Incoming Coronado Global Resources boss Douglas Thompson has confirmed the company is still in the hunt for BHP’s unwanted Queensland coal assets, saying the company sees value in the mines despite the impact of the Queensland coal royalty rise.
Mr Thompson replaced founder Gerry Spindler as Coronado’s chief executive after the company’s annual shareholder meeting on Thursday.
He said the company was still on the hunt for new assets despite Coronado confirming in late April it had walked away from another proposed US acquisition.
Over the past two years Coronado has also walked away from merger negotiations with US coal miners Arch Resources and Peabody Energy.
BHP and Mitsubishi own the Daunia and Blackwater coking coal mines in Queensland through their BMA joint venture, and BHP put the mines up for sale in February as it moved to slim down its Australian coal portfolio.
The sale is said to have attracted the interest of a substantial number of buyers, with Australian majors such as Yancoal, Whitehaven and Stanmore – which bought BHP’s BMC mines in 2022 – said to be vying with international player such as India’s JWC and US giant Peabody for control of the mines.
BHP expects to close their sale by the end of 2023.
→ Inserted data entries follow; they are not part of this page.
use minifb::{Key, Window, WindowOptions};

use facetrack_core::capture::infrastructure::nokhwa_capture::PreviewHandle;
use facetrack_core::render::overlay_renderer::{OverlayRenderer, RectShape};
use facetrack_core::render::render_context::RenderQueue;
use facetrack_core::shared::constants::{CAPTURE_HEIGHT, CAPTURE_WIDTH};

/// Runs the preview window loop on the calling thread until the user
/// closes it (or presses Escape).
///
/// This thread owns the display surface: every overlay render happens
/// here, serialized with the rest of the drawing. The camera's blocking
/// frame delivery paces the loop at the stream rate.
pub fn run_window(
    preview: PreviewHandle,
    results: RenderQueue,
    window_scale: usize,
) -> Result<(), Box<dyn std::error::Error>> {
    let width = CAPTURE_WIDTH as usize * window_scale;
    let height = CAPTURE_HEIGHT as usize * window_scale;

    let mut window = Window::new("facetrack", width, height, WindowOptions::default())
        .map_err(|e| format!("window init failed: {e}"))?;
    let mut framebuf = vec![0u32; width * height];
    let mut overlay = OverlayRenderer::default();

    while window.is_open() && !window.is_key_down(Key::Escape) {
        match preview.preview_pixels() {
            Ok((pixels, pw, ph)) => {
                blit_scaled(&pixels, pw as usize, ph as usize, &mut framebuf, width, height);
            }
            Err(e) => log::warn!("preview frame unavailable: {e}"),
        }

        // Keep the last overlay until a newer cycle replaces it.
        if let Some(result) = results.poll() {
            overlay.render(&result, width as f64, height as f64);
        }
        for shape in overlay.shapes() {
            draw_rect(&mut framebuf, width, height, shape);
        }

        window
            .update_with_buffer(&framebuf, width, height)
            .map_err(|e| format!("window update failed: {e}"))?;
    }

    Ok(())
}

/// Nearest-neighbor blit of the camera image into the window buffer.
fn blit_scaled(src: &[u32], src_w: usize, src_h: usize, dst: &mut [u32], dst_w: usize, dst_h: usize) {
    if src_w == 0 || src_h == 0 {
        return;
    }
    for y in 0..dst_h {
        let sy = (y * src_h / dst_h).min(src_h - 1);
        for x in 0..dst_w {
            let sx = (x * src_w / dst_w).min(src_w - 1);
            dst[y * dst_w + x] = src[sy * src_w + sx];
        }
    }
}

/// Draws one overlay rectangle: optional fill, then the stroked border.
fn draw_rect(fb: &mut [u32], fb_w: usize, fb_h: usize, shape: &RectShape) {
    let x0 = shape.x.round() as i64;
    let y0 = shape.y.round() as i64;
    let x1 = x0 + shape.width.round() as i64;
    let y1 = y0 + shape.height.round() as i64;

    if shape.fill.a != 0 {
        let fill = pack(shape.fill.r, shape.fill.g, shape.fill.b);
        fill_span(fb, fb_w, fb_h, x0, y0, x1, y1, fill);
    }

    if shape.stroke.a != 0 {
        let stroke = pack(shape.stroke.r, shape.stroke.g, shape.stroke.b);
        let t = (shape.stroke_width.round() as i64).max(1);
        fill_span(fb, fb_w, fb_h, x0, y0, x1, y0 + t, stroke);
        fill_span(fb, fb_w, fb_h, x0, y1 - t, x1, y1, stroke);
        fill_span(fb, fb_w, fb_h, x0, y0, x0 + t, y1, stroke);
        fill_span(fb, fb_w, fb_h, x1 - t, y0, x1, y1, stroke);
    }
}

/// Fills the pixel span `[x0, x1) x [y0, y1)`, clamped to the buffer.
fn fill_span(fb: &mut [u32], fb_w: usize, fb_h: usize, x0: i64, y0: i64, x1: i64, y1: i64, color: u32) {
    let x0 = x0.clamp(0, fb_w as i64) as usize;
    let y0 = y0.clamp(0, fb_h as i64) as usize;
    let x1 = x1.clamp(0, fb_w as i64) as usize;
    let y1 = y1.clamp(0, fb_h as i64) as usize;

    for y in y0..y1 {
        let row = y * fb_w;
        for px in &mut fb[row + x0..row + x1] {
            *px = color;
        }
    }
}

fn pack(r: u8, g: u8, b: u8) -> u32 {
    ((r as u32) << 16) | ((g as u32) << 8) | b as u32
}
Blackwater is next door to Coronado’s existing Curragh operations and Mr Thompson confirmed the company is one of the contenders for the mine, and is “deep” in due diligence investigations, saying the potential operating synergies should give the US and Australian operator an edge over potential rivals for the mine.
“We know the mine well, and sometimes that plays to your advantage or to your disadvantage. But the synergies are clearly in our favour with the adjacency of operations, the ability to trade from their blend – there’s lots of synergies at play to our favour,” he said.
“So if you had a net present value calculation and everybody looked at things the same way, you’d say that we have an advantage.”
But Mr Thompson said Coronado would not overpay for assets, particularly in light of last year’s Queensland coal royalty hike that contributed to a tripling of its payments to the state government in 2022 to $US494m.
“We will look at that operation and compare it against other opportunities and we will make sure that it’s the right investment opportunity for our business,” he said.
“But the royalty rate would be definitely be an input, and that investment would have to compete against other parts of the world, like in the US, we you don’t have that level of burden.”
Mr Thompson said the coal sector remains “in dialogue” with the Queensland Treasurer over the royalty rate increase, but said he was not optimistic that the widely criticised royalty hike would turn out to be a temporary measure.
“But a dialogue is open and we’re talking about the impact to the industry and how government and mining can work together to secure the future of investments,” he said.
Coronado shares closed down 6c to $1.32 on Thursday.